#### [Task to complete]
Locate every line in the records below that contains the word "operator", and copy each one.

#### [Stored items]
-=-=-

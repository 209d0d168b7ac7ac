use std::collections::BTreeMap;
use std::path::PathBuf;

use arrow::record_batch::RecordBatch;
use chrono::{DateTime, Local};
use serde::{Deserialize, Serialize};
use serde_json::{Map, Value};
use uuid::Uuid;

/// Software name reported when creating runs.
pub const TEST_SOFTWARE_NAME: &str = "thorlabs_laser_control";

/// Logical (x, y) die coordinate on a wafer or mask.
#[derive(Debug, Clone, Copy, Default, PartialEq, Eq, Serialize, Deserialize)]
pub struct DiePosition {
    pub x: i32,
    pub y: i32,
}

impl DiePosition {
    pub fn new(x: i32, y: i32) -> Self {
        Self { x, y }
    }
}

impl From<(i32, i32)> for DiePosition {
    fn from((x, y): (i32, i32)) -> Self {
        Self { x, y }
    }
}

/// One laser reading, optionally with a raw time-series table.
#[derive(Debug, Clone)]
pub struct Measurement {
    /// e.g. `Laser_1_M01093719`
    pub device_id: String,
    pub position: DiePosition,
    pub current_setpoint_ma: f64,
    pub current_actual_ma: f64,
    pub voltage_v: f64,
    pub power_mw: Option<f64>,
    pub temperature_c: Option<f64>,
    /// Stamped with the current time when the measurement is added, if unset.
    pub timestamp: Option<DateTime<Local>>,
    pub metadata: BTreeMap<String, Value>,
    pub raw_data: Option<RecordBatch>,
}

impl Measurement {
    pub fn new(
        device_id: impl Into<String>,
        current_setpoint_ma: f64,
        current_actual_ma: f64,
        voltage_v: f64,
    ) -> Self {
        Self {
            device_id: device_id.into(),
            position: DiePosition::default(),
            current_setpoint_ma,
            current_actual_ma,
            voltage_v,
            power_mw: None,
            temperature_c: None,
            timestamp: None,
            metadata: BTreeMap::new(),
            raw_data: None,
        }
    }

    /// Build a timestamped measurement from a single driver/power-meter reading.
    pub fn from_test_data(
        device_id: impl Into<String>,
        current_ma: f64,
        actual_ma: f64,
        voltage_v: f64,
        power_mw: Option<f64>,
        temperature_c: Option<f64>,
    ) -> Self {
        let mut measurement = Self::new(device_id, current_ma, actual_ma, voltage_v)
            .with_timestamp(Local::now())
            .with_metadata("test_type", "laser_characterization")
            .with_metadata("current_tolerance_ma", (actual_ma - current_ma).abs());
        measurement.power_mw = power_mw;
        measurement.temperature_c = temperature_c;
        measurement
    }

    pub fn with_position(mut self, position: impl Into<DiePosition>) -> Self {
        self.position = position.into();
        self
    }

    pub fn with_power_mw(mut self, power_mw: f64) -> Self {
        self.power_mw = Some(power_mw);
        self
    }

    pub fn with_temperature_c(mut self, temperature_c: f64) -> Self {
        self.temperature_c = Some(temperature_c);
        self
    }

    pub fn with_timestamp(mut self, timestamp: DateTime<Local>) -> Self {
        self.timestamp = Some(timestamp);
        self
    }

    pub fn with_metadata(mut self, key: impl Into<String>, value: impl Into<Value>) -> Self {
        self.metadata.insert(key.into(), value.into());
        self
    }

    pub fn with_raw_data(mut self, raw_data: RecordBatch) -> Self {
        self.raw_data = Some(raw_data);
        self
    }

    /// Flatten the reading into the `test_meta` map sent with the upload.
    ///
    /// Free-form metadata can override the standard keys; `power_mw` is only
    /// present when measured.
    pub fn test_meta(&self) -> Map<String, Value> {
        let mut meta = Map::new();
        meta.insert("device_id".into(), Value::from(self.device_id.clone()));
        meta.insert(
            "current_setpoint_ma".into(),
            Value::from(self.current_setpoint_ma),
        );
        meta.insert("current_actual_ma".into(), Value::from(self.current_actual_ma));
        meta.insert("voltage_v".into(), Value::from(self.voltage_v));
        meta.insert("temperature_c".into(), Value::from(self.temperature_c));
        meta.insert(
            "timestamp".into(),
            Value::from(self.timestamp.map(|t| t.to_rfc3339())),
        );
        for (key, value) in &self.metadata {
            meta.insert(key.clone(), value.clone());
        }
        if let Some(power) = self.power_mw {
            meta.insert("power_mw".into(), Value::from(power));
        }
        meta
    }
}

/// Identifies the run a batch of measurements belongs to.
#[derive(Debug, Clone, Serialize, Deserialize)]
pub struct RunConfig {
    pub mask_id: i64,
    /// Must be unique on the MaskHub instance.
    pub run_name: String,
    pub lot_name: String,
    pub wafer_name: String,
    pub operator: Option<String>,
    pub station: String,
    pub measurement_type: String,
    pub project_id: Option<i64>,
    pub expected_measurements: u32,
}

impl RunConfig {
    pub fn new(mask_id: i64, run_name: impl Into<String>) -> Self {
        Self {
            mask_id,
            run_name: run_name.into(),
            lot_name: "DEFAULT_LOT".to_string(),
            wafer_name: "DEFAULT_WAFER".to_string(),
            operator: None,
            station: "Thorlabs_Laser_Station".to_string(),
            measurement_type: "laser_characterization".to_string(),
            project_id: None,
            expected_measurements: 0,
        }
    }

    pub fn with_lot(mut self, lot_name: impl Into<String>) -> Self {
        self.lot_name = lot_name.into();
        self
    }

    pub fn with_wafer(mut self, wafer_name: impl Into<String>) -> Self {
        self.wafer_name = wafer_name.into();
        self
    }

    pub fn with_operator(mut self, operator: impl Into<String>) -> Self {
        self.operator = Some(operator.into());
        self
    }

    pub fn with_station(mut self, station: impl Into<String>) -> Self {
        self.station = station.into();
        self
    }

    pub fn with_measurement_type(mut self, measurement_type: impl Into<String>) -> Self {
        self.measurement_type = measurement_type.into();
        self
    }

    pub fn with_project_id(mut self, project_id: i64) -> Self {
        self.project_id = Some(project_id);
        self
    }

    pub fn with_expected_measurements(mut self, count: u32) -> Self {
        self.expected_measurements = count;
        self
    }
}

/// Payload for registering a run with MaskHub.
#[derive(Debug, Clone)]
pub struct RunMetadata {
    pub mask_id: i64,
    pub run_name: String,
    /// Looked up from the mask when absent.
    pub project_id: Option<i64>,
    pub config: Option<Value>,
    pub calibration: Option<Value>,
    pub uuid: Option<String>,
    pub expected_measurement_count: u32,
    pub expected_material_counts: Option<Value>,
    pub test_software_name: String,
    pub test_software_version: String,
    pub operator: Option<String>,
    pub station: Option<String>,
}

impl RunMetadata {
    pub fn from_run_config(run: &RunConfig) -> Self {
        Self {
            mask_id: run.mask_id,
            run_name: run.run_name.clone(),
            project_id: run.project_id,
            config: None,
            calibration: None,
            uuid: None,
            expected_measurement_count: run.expected_measurements,
            expected_material_counts: None,
            test_software_name: TEST_SOFTWARE_NAME.to_string(),
            test_software_version: env!("CARGO_PKG_VERSION").to_string(),
            operator: run.operator.clone(),
            station: Some(run.station.clone()),
        }
    }

    /// JSON body for `POST /runs/`. Structured fields are sent as JSON strings.
    pub fn to_payload(&self, project_id: i64) -> Value {
        let mut map = Map::new();
        map.insert("name".into(), Value::from(self.run_name.clone()));
        map.insert("project_id".into(), Value::from(project_id));
        map.insert(
            "test_software_name".into(),
            Value::from(self.test_software_name.clone()),
        );
        map.insert(
            "test_software_version".into(),
            Value::from(self.test_software_version.clone()),
        );
        map.insert(
            "expected_measurement_count".into(),
            Value::from(self.expected_measurement_count),
        );
        if let Some(config) = &self.config {
            map.insert("config".into(), Value::from(config.to_string()));
        }
        if let Some(calibration) = &self.calibration {
            map.insert("calibration".into(), Value::from(calibration.to_string()));
        }
        if let Some(uuid) = &self.uuid {
            map.insert("test_software_guid".into(), Value::from(uuid.clone()));
        }
        if let Some(counts) = &self.expected_material_counts {
            map.insert(
                "expected_material_counts".into(),
                Value::from(counts.to_string()),
            );
        }
        Value::Object(map)
    }
}

/// The file attached to an upload.
#[derive(Debug, Clone, PartialEq, Eq, Serialize, Deserialize)]
#[serde(rename_all = "snake_case")]
pub enum RawDataFile {
    Path(PathBuf),
    /// No raw data was captured or saved; an empty part is sent.
    Missing,
}

/// A measurement flattened for upload. Immutable once queued.
#[derive(Debug, Clone, Serialize, Deserialize)]
pub struct UploadJob {
    pub mask_id: i64,
    pub run_name: String,
    pub lot_name: String,
    pub wafer_name: String,
    pub die_x: i32,
    pub die_y: i32,
    pub device_name: String,
    pub measurement_type: String,
    pub test_station_name: String,
    pub raw_data: RawDataFile,
    pub test_meta: Map<String, Value>,
    #[serde(default)]
    pub extra_meta: Map<String, Value>,
    pub timestamp: Option<String>,
    /// Client-generated key sent as `Idempotency-Key`, stable across retries.
    pub idempotency_key: Uuid,
}

impl UploadJob {
    pub fn new(
        run: &RunConfig,
        measurement: &Measurement,
        die: DiePosition,
        raw_data: RawDataFile,
    ) -> Self {
        Self {
            mask_id: run.mask_id,
            run_name: run.run_name.clone(),
            lot_name: run.lot_name.clone(),
            wafer_name: run.wafer_name.clone(),
            die_x: die.x,
            die_y: die.y,
            device_name: measurement.device_id.clone(),
            measurement_type: run.measurement_type.clone(),
            test_station_name: run.station.clone(),
            raw_data,
            test_meta: measurement.test_meta(),
            extra_meta: Map::new(),
            timestamp: measurement.timestamp.map(|t| t.to_rfc3339()),
            idempotency_key: Uuid::new_v4(),
        }
    }
}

-=-=-

#### [Final answer]
    pub operator: Option<String>,
            operator: None,
    pub fn with_operator(mut self, operator: impl Into<String>) -> Self {
        self.operator = Some(operator.into());
    pub operator: Option<String>,
            operator: run.operator.clone(),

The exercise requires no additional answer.